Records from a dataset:
════

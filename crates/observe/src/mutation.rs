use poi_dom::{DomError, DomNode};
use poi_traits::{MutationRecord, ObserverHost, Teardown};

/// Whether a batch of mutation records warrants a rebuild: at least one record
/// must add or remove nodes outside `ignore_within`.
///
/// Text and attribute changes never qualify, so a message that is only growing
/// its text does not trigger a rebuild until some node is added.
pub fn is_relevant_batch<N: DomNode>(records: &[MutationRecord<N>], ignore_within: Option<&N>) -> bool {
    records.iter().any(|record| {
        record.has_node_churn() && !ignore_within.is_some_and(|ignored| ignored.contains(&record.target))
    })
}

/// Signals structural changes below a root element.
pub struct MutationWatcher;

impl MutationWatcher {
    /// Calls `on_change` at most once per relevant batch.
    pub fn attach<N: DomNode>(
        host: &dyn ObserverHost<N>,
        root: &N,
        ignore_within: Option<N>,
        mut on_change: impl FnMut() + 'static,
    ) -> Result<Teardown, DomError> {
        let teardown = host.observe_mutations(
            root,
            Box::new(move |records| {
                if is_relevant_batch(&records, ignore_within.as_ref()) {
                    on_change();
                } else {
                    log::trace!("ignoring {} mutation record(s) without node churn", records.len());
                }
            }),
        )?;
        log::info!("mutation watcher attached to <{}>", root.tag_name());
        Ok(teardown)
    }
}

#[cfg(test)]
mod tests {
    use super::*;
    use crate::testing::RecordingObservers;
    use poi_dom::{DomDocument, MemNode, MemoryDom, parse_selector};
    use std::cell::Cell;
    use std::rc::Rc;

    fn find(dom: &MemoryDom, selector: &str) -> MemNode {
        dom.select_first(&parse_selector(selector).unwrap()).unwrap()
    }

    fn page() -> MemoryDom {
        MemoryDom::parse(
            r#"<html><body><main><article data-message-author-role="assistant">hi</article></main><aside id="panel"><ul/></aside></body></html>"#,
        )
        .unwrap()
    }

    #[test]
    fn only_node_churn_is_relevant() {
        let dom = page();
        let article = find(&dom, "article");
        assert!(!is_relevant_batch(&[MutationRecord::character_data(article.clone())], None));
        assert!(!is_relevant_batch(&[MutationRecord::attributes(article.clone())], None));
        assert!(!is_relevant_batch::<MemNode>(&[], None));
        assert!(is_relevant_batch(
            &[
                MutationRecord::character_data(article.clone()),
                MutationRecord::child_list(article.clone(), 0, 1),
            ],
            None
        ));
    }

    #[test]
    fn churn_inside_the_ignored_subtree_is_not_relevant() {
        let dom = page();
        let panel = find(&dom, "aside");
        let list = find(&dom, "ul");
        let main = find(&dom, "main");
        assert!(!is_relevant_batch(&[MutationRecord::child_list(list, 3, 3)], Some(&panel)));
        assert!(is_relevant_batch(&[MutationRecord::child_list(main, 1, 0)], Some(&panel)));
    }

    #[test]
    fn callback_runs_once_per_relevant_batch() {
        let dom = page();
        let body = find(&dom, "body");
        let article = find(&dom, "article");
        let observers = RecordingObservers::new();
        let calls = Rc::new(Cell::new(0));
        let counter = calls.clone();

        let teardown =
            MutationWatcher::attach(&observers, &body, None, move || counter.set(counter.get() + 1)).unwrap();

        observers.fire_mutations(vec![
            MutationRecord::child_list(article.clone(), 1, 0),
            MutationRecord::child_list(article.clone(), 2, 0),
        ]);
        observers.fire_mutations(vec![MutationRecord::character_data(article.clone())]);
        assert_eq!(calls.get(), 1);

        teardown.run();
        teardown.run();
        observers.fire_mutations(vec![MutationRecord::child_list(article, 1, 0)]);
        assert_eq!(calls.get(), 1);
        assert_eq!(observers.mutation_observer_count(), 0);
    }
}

════

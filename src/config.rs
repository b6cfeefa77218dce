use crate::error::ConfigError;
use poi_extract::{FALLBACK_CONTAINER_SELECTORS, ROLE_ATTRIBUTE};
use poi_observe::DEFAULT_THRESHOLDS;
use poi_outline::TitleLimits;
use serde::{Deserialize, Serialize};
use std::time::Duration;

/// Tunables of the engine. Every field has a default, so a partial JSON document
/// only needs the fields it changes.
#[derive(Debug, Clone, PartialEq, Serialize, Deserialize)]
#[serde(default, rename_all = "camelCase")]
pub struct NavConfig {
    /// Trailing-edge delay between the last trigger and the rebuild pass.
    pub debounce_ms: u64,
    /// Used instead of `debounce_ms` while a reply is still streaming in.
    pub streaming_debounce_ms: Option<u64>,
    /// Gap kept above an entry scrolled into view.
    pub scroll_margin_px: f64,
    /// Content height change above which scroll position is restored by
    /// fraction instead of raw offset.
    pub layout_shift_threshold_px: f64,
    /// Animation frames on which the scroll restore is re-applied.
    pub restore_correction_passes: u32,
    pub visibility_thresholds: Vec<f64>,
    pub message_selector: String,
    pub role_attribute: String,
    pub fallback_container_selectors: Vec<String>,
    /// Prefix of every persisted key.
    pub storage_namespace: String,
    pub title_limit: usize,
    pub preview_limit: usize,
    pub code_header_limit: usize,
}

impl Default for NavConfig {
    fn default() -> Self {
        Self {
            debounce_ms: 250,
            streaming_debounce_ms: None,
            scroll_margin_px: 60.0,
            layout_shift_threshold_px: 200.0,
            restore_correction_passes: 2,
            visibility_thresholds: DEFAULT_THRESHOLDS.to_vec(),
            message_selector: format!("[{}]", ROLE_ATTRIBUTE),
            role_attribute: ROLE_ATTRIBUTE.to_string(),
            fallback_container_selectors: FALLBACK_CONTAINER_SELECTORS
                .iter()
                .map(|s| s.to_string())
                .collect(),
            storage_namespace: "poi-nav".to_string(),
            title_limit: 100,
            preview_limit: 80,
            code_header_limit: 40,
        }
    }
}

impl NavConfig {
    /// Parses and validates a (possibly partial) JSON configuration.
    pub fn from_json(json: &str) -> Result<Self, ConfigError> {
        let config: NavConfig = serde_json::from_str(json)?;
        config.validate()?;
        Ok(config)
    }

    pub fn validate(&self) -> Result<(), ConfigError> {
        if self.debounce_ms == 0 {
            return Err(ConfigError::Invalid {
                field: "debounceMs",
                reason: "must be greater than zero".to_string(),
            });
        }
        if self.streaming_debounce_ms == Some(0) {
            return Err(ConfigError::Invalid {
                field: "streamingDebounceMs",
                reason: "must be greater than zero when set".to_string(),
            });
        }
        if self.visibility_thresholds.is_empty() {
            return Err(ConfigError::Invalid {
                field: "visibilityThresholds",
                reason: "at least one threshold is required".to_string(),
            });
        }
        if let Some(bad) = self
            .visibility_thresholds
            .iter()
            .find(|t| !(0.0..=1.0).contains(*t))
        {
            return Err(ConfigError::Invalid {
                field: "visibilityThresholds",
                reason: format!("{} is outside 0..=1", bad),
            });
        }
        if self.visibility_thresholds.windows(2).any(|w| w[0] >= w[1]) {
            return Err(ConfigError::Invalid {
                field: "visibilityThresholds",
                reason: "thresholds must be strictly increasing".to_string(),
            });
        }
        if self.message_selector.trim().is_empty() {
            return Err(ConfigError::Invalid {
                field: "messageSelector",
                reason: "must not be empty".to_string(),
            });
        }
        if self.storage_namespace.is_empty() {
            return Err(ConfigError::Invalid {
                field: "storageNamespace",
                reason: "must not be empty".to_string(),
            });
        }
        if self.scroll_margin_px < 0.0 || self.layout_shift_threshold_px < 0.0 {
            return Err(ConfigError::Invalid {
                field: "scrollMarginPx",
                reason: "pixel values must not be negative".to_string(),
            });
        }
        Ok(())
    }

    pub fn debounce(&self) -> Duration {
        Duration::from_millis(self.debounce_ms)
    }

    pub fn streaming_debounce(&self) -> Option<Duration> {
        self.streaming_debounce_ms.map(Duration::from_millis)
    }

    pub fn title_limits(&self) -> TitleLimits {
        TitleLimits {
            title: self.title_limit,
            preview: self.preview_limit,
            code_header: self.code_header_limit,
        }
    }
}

════

Looking at the entries above, can you reproduce exactly the lines from the one that holds "filename crates/observe/src/mutation.rs" through the one that holds "node is added.", and only those?

filename crates/observe/src/mutation.rs
use poi_dom::{DomError, DomNode};
use poi_traits::{MutationRecord, ObserverHost, Teardown};

/// Whether a batch of mutation records warrants a rebuild: at least one record
/// must add or remove nodes outside `ignore_within`.
///
/// Text and attribute changes never qualify, so a message that is only growing
/// its text does not trigger a rebuild until some node is added.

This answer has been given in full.